Mutations in the ACA A2 gene have been linked to several metabolic disorders:

  • Mitochondrial Fatty Acid Oxidation Disorders (MFAO): These disorders result from defects in fatty acid oxidation pathways, leading to the accumulation of toxic fatty acid metabolites and subsequent mitochondrial dysfunction. ACA A2 deficiency is one of the most common MFAO disorders.
  • Carnitine Palmitoyltransferase II Deficiency (CPT II): CPT II is an enzyme that transports long-chain fatty acids into mitochondria for oxidation.
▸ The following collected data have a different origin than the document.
//! Player state: continuous position, facing angle, and speed.

use crate::error::{ConfigError, Result};
use crate::grid_map::GridMap;
use crate::types::{DEFAULT_PLAYER_SPEED, DEFAULT_SPAWN};

/// The viewer.
///
/// `position` is in tile units; `angle` is radians with `0` facing `+y`.
/// Movement never commits a position whose containing tile is solid.
#[derive(Debug, Clone, Copy, PartialEq)]
pub struct PlayerState {
    pub x: f32,
    pub y: f32,
    pub angle: f32,
    /// Tiles per second.
    pub speed: f32,
}

impl PlayerState {
    pub fn new(x: f32, y: f32, angle: f32, speed: f32) -> Self {
        Self { x, y, angle, speed }
    }

    /// Place a player on `map`, rejecting spawns outside the grid or inside walls.
    pub fn spawn(map: &GridMap, x: f32, y: f32, angle: f32, speed: f32) -> Result<Self> {
        if !speed.is_finite() || speed < 0.0 {
            return Err(ConfigError::InvalidSpeed(speed));
        }
        if !map.contains(x, y) {
            return Err(ConfigError::SpawnOutOfBounds { x, y });
        }
        match map.tile_at_point(x, y) {
            Some(symbol) if map.is_solid(symbol) => {
                Err(ConfigError::SpawnInsideWall { x, y, symbol })
            }
            Some(_) => Ok(Self::new(x, y, angle, speed)),
            None => Err(ConfigError::SpawnOutOfBounds { x, y }),
        }
    }

    pub fn position(&self) -> (f32, f32) {
        (self.x, self.y)
    }

    /// Unit view direction `(sin(angle), cos(angle))`.
    #[inline]
    pub fn eye(&self) -> (f32, f32) {
        self.angle.sin_cos()
    }
}

impl Default for PlayerState {
    fn default() -> Self {
        Self::new(DEFAULT_SPAWN.0, DEFAULT_SPAWN.1, 0.0, DEFAULT_PLAYER_SPEED)
    }
}

#[cfg(test)]
mod tests {
    use super::*;

    fn room() -> GridMap {
        GridMap::from_rows(&["###", "#.#", "###"], b"#").unwrap()
    }

    #[test]
    fn spawn_in_open_tile_succeeds() {
        let p = PlayerState::spawn(&room(), 1.5, 1.5, 0.0, 1.0).unwrap();
        assert_eq!(p.position(), (1.5, 1.5));
    }

    #[test]
    fn spawn_inside_wall_is_rejected() {
        let err = PlayerState::spawn(&room(), 0.5, 1.5, 0.0, 1.0).unwrap_err();
        assert_eq!(
            err,
            ConfigError::SpawnInsideWall {
                x: 0.5,
                y: 1.5,
                symbol: b'#'
            }
        );
    }

    #[test]
    fn spawn_outside_grid_is_rejected() {
        assert!(matches!(
            PlayerState::spawn(&room(), -1.0, 1.0, 0.0, 1.0),
            Err(ConfigError::SpawnOutOfBounds { .. })
        ));
    }

    #[test]
    fn eye_faces_positive_y_at_angle_zero() {
        let p = PlayerState::new(0.0, 0.0, 0.0, 1.0);
        assert_eq!(p.eye(), (0.0, 1.0));
    }
}
//! Startup configuration errors.
//!
//! Everything here is fatal before the first frame. Nothing in the per-frame
//! path returns these; out-of-bounds lookups and blocked moves are ordinary
//! outcomes, not errors.

use thiserror::Error;

use crate::types::Symbol;

/// Configuration errors
#[derive(Error, Debug, Clone, PartialEq)]
pub enum ConfigError {
    #[error("map dimensions must be non-zero (got {width}x{height})")]
    ZeroDimension { width: usize, height: usize },

    #[error("map is {width}x{height} but has {actual} tiles (expected {expected})")]
    TileCountMismatch {
        width: usize,
        height: usize,
        expected: usize,
        actual: usize,
    },

    #[error("map row {row} has {actual} tiles, expected {expected}")]
    RaggedRow {
        row: usize,
        expected: usize,
        actual: usize,
    },

    #[error("solid symbol set is empty; rays and movement would never be blocked")]
    NoSolidSymbols,

    #[error("empty tile symbol {:?} cannot be solid", *.0 as char)]
    EmptySymbolSolid(Symbol),

    #[error("field of view must be within (0, pi) radians (got {0})")]
    InvalidFov(f32),

    #[error("render distance must be finite and positive (got {0})")]
    InvalidRenderDistance(f32),

    #[error("mouse sensitivity must be finite (got {0})")]
    InvalidSensitivity(f32),

    #[error("player speed must be finite and non-negative (got {0})")]
    InvalidSpeed(f32),

    #[error("spawn ({x}, {y}) is outside the map")]
    SpawnOutOfBounds { x: f32, y: f32 },

    #[error("spawn ({x}, {y}) is inside solid tile {:?}", *.symbol as char)]
    SpawnInsideWall { x: f32, y: f32, symbol: Symbol },
}

pub type Result<T> = std::result::Result<T, ConfigError>;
Mutations in ACA A2 can impair CPT II activity, leading to reduced fatty acid oxidation and energy production.
  • Cholangiopathy and Hepatitis: Recent studies have suggested an association between ACA A2 deficiency and liver diseases, including cholangiopathy (bile duct disorders) and hepatitis.

Did you Know ?

ACAA2 deficiency is estimated to affect approximately 1 in every 8,300 individuals worldwide. However, the exact prevalence may vary depending on population genetics and diagnostic criteria.

Disclaimer: The information provided here is not exhaustive by any means. Always consult your doctor or other qualified healthcare provider with any questions you may have regarding a medical condition, procedure, or treatment, whether it is a prescription medication, over-the-counter drug, vitamin, supplement, or herbal alternative.